Report each line of the data that has "render" somewhere in it.
** Entries supplied follows **
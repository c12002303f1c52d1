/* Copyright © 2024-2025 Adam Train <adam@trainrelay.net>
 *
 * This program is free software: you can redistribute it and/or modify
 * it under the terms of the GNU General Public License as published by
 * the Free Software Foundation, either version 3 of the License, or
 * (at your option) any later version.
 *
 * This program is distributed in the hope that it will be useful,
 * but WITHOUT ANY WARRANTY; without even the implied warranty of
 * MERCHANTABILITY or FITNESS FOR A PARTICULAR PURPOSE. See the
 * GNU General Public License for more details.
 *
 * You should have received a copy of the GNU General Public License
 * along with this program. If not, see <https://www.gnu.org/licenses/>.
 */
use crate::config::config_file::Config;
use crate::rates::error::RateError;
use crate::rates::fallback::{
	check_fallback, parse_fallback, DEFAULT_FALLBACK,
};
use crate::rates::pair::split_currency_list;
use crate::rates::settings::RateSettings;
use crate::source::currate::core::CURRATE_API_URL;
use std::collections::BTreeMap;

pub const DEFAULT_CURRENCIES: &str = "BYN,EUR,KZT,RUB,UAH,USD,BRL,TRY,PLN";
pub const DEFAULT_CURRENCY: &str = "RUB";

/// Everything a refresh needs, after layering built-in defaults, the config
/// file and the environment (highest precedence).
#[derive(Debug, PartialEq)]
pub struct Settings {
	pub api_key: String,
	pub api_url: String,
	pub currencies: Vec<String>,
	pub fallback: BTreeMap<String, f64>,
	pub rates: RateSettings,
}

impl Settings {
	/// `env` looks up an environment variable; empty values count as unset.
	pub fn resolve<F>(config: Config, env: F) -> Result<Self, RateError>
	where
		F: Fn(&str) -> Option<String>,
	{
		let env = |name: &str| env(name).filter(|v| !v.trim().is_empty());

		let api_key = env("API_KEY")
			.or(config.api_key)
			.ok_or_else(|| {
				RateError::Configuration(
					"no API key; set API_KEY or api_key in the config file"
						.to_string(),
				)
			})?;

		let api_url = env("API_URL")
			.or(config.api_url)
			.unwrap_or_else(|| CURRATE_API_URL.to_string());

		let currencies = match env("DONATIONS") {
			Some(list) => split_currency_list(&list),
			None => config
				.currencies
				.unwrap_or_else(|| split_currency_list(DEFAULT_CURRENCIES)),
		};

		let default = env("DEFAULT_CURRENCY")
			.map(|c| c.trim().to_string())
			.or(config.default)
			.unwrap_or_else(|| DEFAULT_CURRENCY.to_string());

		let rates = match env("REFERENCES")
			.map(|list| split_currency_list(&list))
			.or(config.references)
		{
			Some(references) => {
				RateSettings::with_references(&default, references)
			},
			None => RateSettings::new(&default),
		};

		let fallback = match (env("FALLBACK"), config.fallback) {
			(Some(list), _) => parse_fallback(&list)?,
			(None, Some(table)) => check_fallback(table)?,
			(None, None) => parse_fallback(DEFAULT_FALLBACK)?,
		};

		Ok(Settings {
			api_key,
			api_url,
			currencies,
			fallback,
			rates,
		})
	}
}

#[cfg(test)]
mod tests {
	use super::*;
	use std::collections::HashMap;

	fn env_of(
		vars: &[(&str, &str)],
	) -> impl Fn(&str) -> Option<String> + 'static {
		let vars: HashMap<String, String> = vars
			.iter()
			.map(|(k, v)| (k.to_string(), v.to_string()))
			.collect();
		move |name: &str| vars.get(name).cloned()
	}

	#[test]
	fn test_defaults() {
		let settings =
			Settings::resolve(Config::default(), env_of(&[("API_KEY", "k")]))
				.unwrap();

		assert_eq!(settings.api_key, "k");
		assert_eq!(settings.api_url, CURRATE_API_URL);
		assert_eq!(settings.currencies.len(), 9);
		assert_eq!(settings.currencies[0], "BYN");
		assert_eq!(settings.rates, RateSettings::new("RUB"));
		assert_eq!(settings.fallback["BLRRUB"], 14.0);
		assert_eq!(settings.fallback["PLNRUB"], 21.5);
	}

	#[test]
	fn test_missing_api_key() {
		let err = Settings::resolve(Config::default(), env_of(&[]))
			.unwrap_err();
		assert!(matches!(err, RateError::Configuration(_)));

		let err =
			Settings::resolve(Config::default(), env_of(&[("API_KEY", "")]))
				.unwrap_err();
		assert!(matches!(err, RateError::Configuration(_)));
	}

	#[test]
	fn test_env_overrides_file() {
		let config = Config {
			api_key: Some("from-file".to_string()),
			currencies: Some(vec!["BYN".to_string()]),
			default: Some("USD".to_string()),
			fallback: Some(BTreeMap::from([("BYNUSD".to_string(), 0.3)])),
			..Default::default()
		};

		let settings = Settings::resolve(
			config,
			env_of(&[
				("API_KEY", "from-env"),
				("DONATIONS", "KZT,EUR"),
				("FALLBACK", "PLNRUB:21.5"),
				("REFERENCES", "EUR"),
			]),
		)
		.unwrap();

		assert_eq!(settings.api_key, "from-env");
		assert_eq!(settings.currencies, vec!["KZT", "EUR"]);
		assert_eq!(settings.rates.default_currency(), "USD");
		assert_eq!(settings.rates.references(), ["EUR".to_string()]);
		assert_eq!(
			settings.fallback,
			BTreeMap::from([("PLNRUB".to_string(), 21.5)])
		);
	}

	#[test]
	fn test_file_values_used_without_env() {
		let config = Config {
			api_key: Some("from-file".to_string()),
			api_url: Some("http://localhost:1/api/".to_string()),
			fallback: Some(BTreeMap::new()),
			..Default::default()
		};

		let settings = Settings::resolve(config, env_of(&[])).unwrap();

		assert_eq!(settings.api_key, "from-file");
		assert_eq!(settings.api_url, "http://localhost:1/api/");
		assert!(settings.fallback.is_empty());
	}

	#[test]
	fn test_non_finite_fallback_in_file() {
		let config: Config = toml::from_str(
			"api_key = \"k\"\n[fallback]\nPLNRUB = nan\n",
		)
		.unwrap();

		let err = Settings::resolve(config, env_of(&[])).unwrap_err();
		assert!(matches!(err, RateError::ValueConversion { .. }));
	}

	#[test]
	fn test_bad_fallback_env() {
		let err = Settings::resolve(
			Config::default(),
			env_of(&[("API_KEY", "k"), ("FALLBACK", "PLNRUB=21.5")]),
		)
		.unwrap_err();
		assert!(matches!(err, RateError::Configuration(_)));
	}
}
** End of Entries supplied **
** Entries supplied follows **
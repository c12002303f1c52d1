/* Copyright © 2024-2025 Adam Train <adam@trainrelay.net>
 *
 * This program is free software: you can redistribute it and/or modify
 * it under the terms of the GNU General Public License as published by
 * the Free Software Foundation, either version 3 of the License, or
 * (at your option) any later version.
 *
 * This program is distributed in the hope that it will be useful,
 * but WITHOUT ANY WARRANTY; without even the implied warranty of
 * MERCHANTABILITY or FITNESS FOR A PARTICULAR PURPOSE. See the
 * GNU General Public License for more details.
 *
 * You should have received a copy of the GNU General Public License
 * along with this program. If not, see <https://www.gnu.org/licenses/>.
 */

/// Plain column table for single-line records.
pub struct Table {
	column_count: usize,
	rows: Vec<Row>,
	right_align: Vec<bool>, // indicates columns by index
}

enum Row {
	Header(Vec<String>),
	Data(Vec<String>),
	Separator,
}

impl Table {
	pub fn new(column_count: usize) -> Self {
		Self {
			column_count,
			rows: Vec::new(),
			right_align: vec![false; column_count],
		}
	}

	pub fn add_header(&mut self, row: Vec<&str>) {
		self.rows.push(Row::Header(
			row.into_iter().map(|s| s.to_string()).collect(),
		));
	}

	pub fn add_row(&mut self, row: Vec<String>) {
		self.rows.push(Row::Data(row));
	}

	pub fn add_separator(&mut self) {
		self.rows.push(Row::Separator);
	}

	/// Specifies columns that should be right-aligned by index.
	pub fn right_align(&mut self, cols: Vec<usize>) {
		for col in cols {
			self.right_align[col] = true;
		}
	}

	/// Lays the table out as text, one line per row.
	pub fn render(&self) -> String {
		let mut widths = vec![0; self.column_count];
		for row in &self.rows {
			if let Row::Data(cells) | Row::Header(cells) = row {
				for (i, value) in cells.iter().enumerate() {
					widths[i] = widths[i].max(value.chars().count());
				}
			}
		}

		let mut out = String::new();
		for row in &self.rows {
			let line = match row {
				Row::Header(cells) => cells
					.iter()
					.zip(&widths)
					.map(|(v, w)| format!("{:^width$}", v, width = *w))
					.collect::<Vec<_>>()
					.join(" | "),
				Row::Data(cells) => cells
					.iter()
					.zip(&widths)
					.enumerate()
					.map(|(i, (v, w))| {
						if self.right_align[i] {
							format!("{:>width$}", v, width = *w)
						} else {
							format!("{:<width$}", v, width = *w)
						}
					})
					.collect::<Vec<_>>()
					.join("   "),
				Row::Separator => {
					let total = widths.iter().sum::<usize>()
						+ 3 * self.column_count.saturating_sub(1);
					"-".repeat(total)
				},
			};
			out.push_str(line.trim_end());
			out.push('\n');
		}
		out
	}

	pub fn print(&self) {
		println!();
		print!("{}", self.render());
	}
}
** End of Entries supplied **
Your response:
	pub fn render(&self) -> String {
		print!("{}", self.render());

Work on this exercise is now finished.